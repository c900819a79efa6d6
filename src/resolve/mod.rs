//! Resolution entry point
//!
//! One linear, synchronous pass: assemble variants, build the dependency
//! set, merge source sets. Any error aborts the whole pass; there is no
//! partial result.

mod report;

pub use report::{InputSource, ReportError, ResolutionReport, SourceOrigin, SCHEMA_ID, SCHEMA_VERSION};

use std::path::PathBuf;

use serde::Serialize;

use crate::config::{jvm_targets_match, BuildConfig, CompileOptions, KotlinOptions};
use crate::dependency::{Dependency, DependencySetBuilder};
use crate::error::ResolutionError;
use crate::source_set::SourceSetMapping;
use crate::variant::{
    SigningConfig, SigningMaterial, SigningProvider, SigningRegistry, Variant, VariantAssembler,
    VariantSet,
};

/// Everything resolution consumes
#[derive(Debug, Clone)]
pub struct ResolutionInput {
    /// Fully merged default config
    pub default_config: BuildConfig,

    /// Variants in declaration order
    pub variants: Vec<Variant>,

    /// Known signing configurations
    pub signing_configs: SigningRegistry,

    /// Declared dependencies in declaration order
    pub dependencies: Vec<Dependency>,

    /// Source directories supplied by the toolchain
    pub source_sets: SourceSetMapping,

    pub compile_options: CompileOptions,

    pub kotlin_options: KotlinOptions,

    /// Pinned compatibility shim
    pub shim: Dependency,

    pub plugins: Vec<String>,

    /// Flutter project directory
    pub flutter_source: PathBuf,
}

/// The resolved configuration handed to the packager
#[derive(Debug, Clone, PartialEq, Eq, Serialize)]
pub struct Resolution {
    pub plugins: Vec<String>,
    pub variants: VariantSet,
    pub signing_configs: SigningRegistry,
    pub dependencies: Vec<Dependency>,
    pub source_sets: SourceSetMapping,
    pub compile_options: CompileOptions,
    pub kotlin_options: KotlinOptions,
    pub flutter_source: PathBuf,
}

/// Resolve variants, dependencies and source sets
pub fn resolve(input: &ResolutionInput) -> Result<Resolution, ResolutionError> {
    let default = &input.default_config;
    if !default.sdk_levels_ordered() {
        tracing::warn!(
            min_sdk = default.min_sdk,
            target_sdk = default.target_sdk,
            compile_sdk = default.compile_sdk,
            "SDK levels are not ordered min <= target <= compile"
        );
    }
    if !jvm_targets_match(&input.compile_options, &input.kotlin_options) {
        tracing::warn!(
            java = %input.compile_options.target_compatibility,
            kotlin = %input.kotlin_options.jvm_target,
            "Java and Kotlin JVM targets differ"
        );
    }

    let variants = VariantAssembler::new(&input.signing_configs)
        .assemble(default, &input.variants)?;
    tracing::debug!(variants = ?variants.names(), "assembled variants");

    let dependencies = DependencySetBuilder::new(
        input.shim.clone(),
        input.compile_options.core_library_desugaring,
    )
    .build(&input.dependencies)?;
    tracing::debug!(count = dependencies.len(), "built dependency set");

    Ok(Resolution {
        plugins: input.plugins.clone(),
        variants,
        signing_configs: input.signing_configs.clone(),
        dependencies,
        source_sets: SourceSetMapping::with_defaults(&input.source_sets),
        compile_options: input.compile_options.clone(),
        kotlin_options: input.kotlin_options.clone(),
        flutter_source: input.flutter_source.clone(),
    })
}

impl Resolution {
    /// Signing configuration a variant resolved to
    pub fn signing_config(&self, variant: &str) -> Option<&SigningConfig> {
        let name = self.variants.get(variant)?.signing_config.as_deref()?;
        self.signing_configs.get(name)
    }

    /// Ask an external provider for the key material of a variant
    pub fn signing_material<P>(&self, variant: &str, provider: &P) -> Option<SigningMaterial>
    where
        P: SigningProvider + ?Sized,
    {
        provider.material(self.signing_config(variant)?)
    }
}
——————
** Task instructions **
Reprint the listing above. Keep every line exactly as it is.

** Exercise output **
repository c900819a79efa6d6
filename src/resolve/mod.rs
//! Resolution entry point
//!
//! One linear, synchronous pass: assemble variants, build the dependency
//! set, merge source sets. Any error aborts the whole pass; there is no
//! partial result.

mod report;

pub use report::{InputSource, ReportError, ResolutionReport, SourceOrigin, SCHEMA_ID, SCHEMA_VERSION};

use std::path::PathBuf;

use serde::Serialize;

use crate::config::{jvm_targets_match, BuildConfig, CompileOptions, KotlinOptions};
use crate::dependency::{Dependency, DependencySetBuilder};
use crate::error::ResolutionError;
use crate::source_set::SourceSetMapping;
use crate::variant::{
    SigningConfig, SigningMaterial, SigningProvider, SigningRegistry, Variant, VariantAssembler,
    VariantSet,
};

/// Everything resolution consumes
#[derive(Debug, Clone)]
pub struct ResolutionInput {
    /// Fully merged default config
    pub default_config: BuildConfig,

    /// Variants in declaration order
    pub variants: Vec<Variant>,

    /// Known signing configurations
    pub signing_configs: SigningRegistry,

    /// Declared dependencies in declaration order
    pub dependencies: Vec<Dependency>,

    /// Source directories supplied by the toolchain
    pub source_sets: SourceSetMapping,

    pub compile_options: CompileOptions,

    pub kotlin_options: KotlinOptions,

    /// Pinned compatibility shim
    pub shim: Dependency,

    pub plugins: Vec<String>,

    /// Flutter project directory
    pub flutter_source: PathBuf,
}

/// The resolved configuration handed to the packager
#[derive(Debug, Clone, PartialEq, Eq, Serialize)]
pub struct Resolution {
    pub plugins: Vec<String>,
    pub variants: VariantSet,
    pub signing_configs: SigningRegistry,
    pub dependencies: Vec<Dependency>,
    pub source_sets: SourceSetMapping,
    pub compile_options: CompileOptions,
    pub kotlin_options: KotlinOptions,
    pub flutter_source: PathBuf,
}

/// Resolve variants, dependencies and source sets
pub fn resolve(input: &ResolutionInput) -> Result<Resolution, ResolutionError> {
    let default = &input.default_config;
    if !default.sdk_levels_ordered() {
        tracing::warn!(
            min_sdk = default.min_sdk,
            target_sdk = default.target_sdk,
            compile_sdk = default.compile_sdk,
            "SDK levels are not ordered min <= target <= compile"
        );
    }
    if !jvm_targets_match(&input.compile_options, &input.kotlin_options) {
        tracing::warn!(
            java = %input.compile_options.target_compatibility,
            kotlin = %input.kotlin_options.jvm_target,
            "Java and Kotlin JVM targets differ"
        );
    }

    let variants = VariantAssembler::new(&input.signing_configs)
        .assemble(default, &input.variants)?;
    tracing::debug!(variants = ?variants.names(), "assembled variants");

    let dependencies = DependencySetBuilder::new(
        input.shim.clone(),
        input.compile_options.core_library_desugaring,
    )
    .build(&input.dependencies)?;
    tracing::debug!(count = dependencies.len(), "built dependency set");

    Ok(Resolution {
        plugins: input.plugins.clone(),
        variants,
        signing_configs: input.signing_configs.clone(),
        dependencies,
        source_sets: SourceSetMapping::with_defaults(&input.source_sets),
        compile_options: input.compile_options.clone(),
        kotlin_options: input.kotlin_options.clone(),
        flutter_source: input.flutter_source.clone(),
    })
}

impl Resolution {
    /// Signing configuration a variant resolved to
    pub fn signing_config(&self, variant: &str) -> Option<&SigningConfig> {
        let name = self.variants.get(variant)?.signing_config.as_deref()?;
        self.signing_configs.get(name)
    }

    /// Ask an external provider for the key material of a variant
    pub fn signing_material<P>(&self, variant: &str, provider: &P) -> Option<SigningMaterial>
    where
        P: SigningProvider + ?Sized,
    {
        provider.material(self.signing_config(variant)?)
    }
}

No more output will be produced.